How much does battery recycling cost in Ukraine?
As of 2025, there are no industrial capacities for lithium-ion recycling in Ukraine. Batteries are exported to Poland (Elemental Strategic Metals), Belgium (Umicore) or Germany. Cost: $800-1500/ton including logistics. This creates an opportunity for a Ukrainian startup: with a volume of 5,000+ tons/year, a hydrometallurgical recycling plant pays for itself in 3-4 years.
Is it possible to mix modules from different manufacturers in a second-life BESS?
Technically possible, but requires advanced BMS. Key constraint: modules must be of the same chemistry (LFP of LFP, NMC of NMC) and close SOH (no more than 5% difference). Different manufacturers = different rated voltage, cell capacity, connectors. Recommendation: form strings of modules of the same manufacturer and model. Different strings can be from different manufacturers if the BMS supports independent management.
What will become of millions of EV batteries in 10 years?
According to McKinsey forecasts, by 2030 years, 1.2 M tons of EV batteries (equivalent to ~600 GW*h) will enter the secondary market annually. 60-70% will go to second-life (BESS, telecom, industrial), 30-40% — directly to recycling. By 2040, recycled lithium will cover 25-30% of new production needs. This creates a market worth $30-50 billion per year.
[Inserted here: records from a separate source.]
//! Axis-aligned frames.
//!
//! A [`Frame`] is the position and size of a node, in the coordinate space
//! of its container. Frames are immutable values; operations that move or
//! combine them return a new frame.

use crate::NodeError;
use glam::DVec2;
use serde::{Deserialize, Serialize};

/// Axis-aligned rectangle `(x, y, width, height)`.
///
/// Width and height are never negative and all four fields are finite.
#[derive(Debug, Clone, Copy, PartialEq, Serialize, Deserialize)]
#[serde(try_from = "RawFrame")]
pub struct Frame {
    x: f64,
    y: f64,
    width: f64,
    height: f64,
}

/// Unvalidated wire form of a frame.
#[derive(Deserialize)]
struct RawFrame {
    x: f64,
    y: f64,
    width: f64,
    height: f64,
}

impl TryFrom<RawFrame> for Frame {
    type Error = NodeError;

    fn try_from(raw: RawFrame) -> Result<Self, Self::Error> {
        Frame::new(raw.x, raw.y, raw.width, raw.height)
    }
}

impl Frame {
    pub fn new(x: f64, y: f64, width: f64, height: f64) -> Result<Self, NodeError> {
        if !x.is_finite() || !y.is_finite() {
            return Err(NodeError::InvalidGeometry(format!(
                "origin ({x}, {y}) is not finite"
            )));
        }
        if !width.is_finite() || width < 0.0 {
            return Err(NodeError::InvalidGeometry(format!(
                "width {width} must be a non-negative number"
            )));
        }
        if !height.is_finite() || height < 0.0 {
            return Err(NodeError::InvalidGeometry(format!(
                "height {height} must be a non-negative number"
            )));
        }
        Ok(Self {
            x,
            y,
            width,
            height,
        })
    }

    /// Build a frame from an origin and a size.
    pub fn from_origin_size(origin: DVec2, size: DVec2) -> Result<Self, NodeError> {
        Self::new(origin.x, origin.y, size.x, size.y)
    }

    pub fn x(&self) -> f64 {
        self.x
    }

    pub fn y(&self) -> f64 {
        self.y
    }

    pub fn width(&self) -> f64 {
        self.width
    }

    pub fn height(&self) -> f64 {
        self.height
    }

    pub fn origin(&self) -> DVec2 {
        DVec2::new(self.x, self.y)
    }

    pub fn size(&self) -> DVec2 {
        DVec2::new(self.width, self.height)
    }

    /// Bottom-right corner.
    pub fn max(&self) -> DVec2 {
        self.origin() + self.size()
    }

    /// Check if a point is inside this frame (edges included).
    pub fn contains_point(&self, point: DVec2) -> bool {
        let min = self.origin();
        let max = self.max();
        point.x >= min.x && point.x <= max.x && point.y >= min.y && point.y <= max.y
    }

    /// Same frame moved by `delta`.
    pub fn translate(&self, delta: DVec2) -> Result<Self, NodeError> {
        Self::from_origin_size(self.origin() + delta, self.size())
    }

    /// Smallest frame enclosing both frames.
    pub fn union(&self, other: &Frame) -> Frame {
        let min = self.origin().min(other.origin());
        let max = self.max().max(other.max());
        // Both inputs are valid, so the extent is finite and non-negative.
        Frame {
            x: min.x,
            y: min.y,
            width: max.x - min.x,
            height: max.y - min.y,
        }
    }
}

#[cfg(test)]
mod tests {
    use super::*;
    use proptest::prelude::*;

    #[test]
    fn rejects_negative_size() {
        assert!(matches!(
            Frame::new(0.0, 0.0, -1.0, 10.0),
            Err(NodeError::InvalidGeometry(_))
        ));
        assert!(matches!(
            Frame::new(0.0, 0.0, 10.0, -0.5),
            Err(NodeError::InvalidGeometry(_))
        ));
    }

    #[test]
    fn rejects_non_finite_values() {
        assert!(Frame::new(f64::NAN, 0.0, 1.0, 1.0).is_err());
        assert!(Frame::new(0.0, 0.0, f64::INFINITY, 1.0).is_err());
        assert!(Frame::new(0.0, 0.0, 1.0, f64::NAN).is_err());
    }

    #[test]
    fn zero_size_is_valid() {
        let frame = Frame::new(5.0, 5.0, 0.0, 0.0).unwrap();
        assert_eq!(frame.size(), DVec2::ZERO);
    }

    #[test]
    fn contains_point_includes_edges() {
        let frame = Frame::new(0.0, 0.0, 100.0, 100.0).unwrap();
        assert!(frame.contains_point(DVec2::new(50.0, 50.0)));
        assert!(frame.contains_point(DVec2::new(100.0, 100.0)));
        assert!(!frame.contains_point(DVec2::new(-1.0, 50.0)));
    }

    #[test]
    fn union_covers_both_frames() {
        let a = Frame::new(53.0, 213.0, 122.0, 122.0).unwrap();
        let b = Frame::new(253.0, 213.0, 122.0, 122.0).unwrap();
        let u = a.union(&b);
        assert_eq!(u, Frame::new(53.0, 213.0, 322.0, 122.0).unwrap());
    }

    #[test]
    fn deserializing_validates() {
        let ok: Frame =
            serde_json::from_str(r#"{"x": 1, "y": 2, "width": 3, "height": 4}"#).unwrap();
        assert_eq!(ok, Frame::new(1.0, 2.0, 3.0, 4.0).unwrap());

        let bad = serde_json::from_str::<Frame>(r#"{"x": 0, "y": 0, "width": -3, "height": 4}"#);
        assert!(bad.is_err());
    }

    proptest! {
        #[test]
        fn valid_frames_read_back_unchanged(
            x in -1.0e6f64..1.0e6,
            y in -1.0e6f64..1.0e6,
            w in 0.0f64..1.0e6,
            h in 0.0f64..1.0e6,
        ) {
            let frame = Frame::new(x, y, w, h).unwrap();
            prop_assert_eq!((frame.x(), frame.y(), frame.width(), frame.height()), (x, y, w, h));
        }

        #[test]
        fn negative_sizes_are_rejected(
            w in -1.0e6f64..-f64::EPSILON,
            h in 0.0f64..1.0e6,
        ) {
            prop_assert!(matches!(Frame::new(0.0, 0.0, w, h), Err(NodeError::InvalidGeometry(_))));
            prop_assert!(matches!(Frame::new(0.0, 0.0, h, w), Err(NodeError::InvalidGeometry(_))));
        }
    }
}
Does Ukraine fall under the EU Battery Regulation?
Directly - no, but indirectly - yes. Any manufacturer exporting batteries or battery products to the EU must comply with the Regulation. For Ukraine, this applies to: car manufacturers, manufacturers of electric vehicles, BESS integrators working on European projects. In addition, Ukraine is in the process of approximating EU legislation — a similar regulation will appear within 3-5 years after its entry into force in the EU.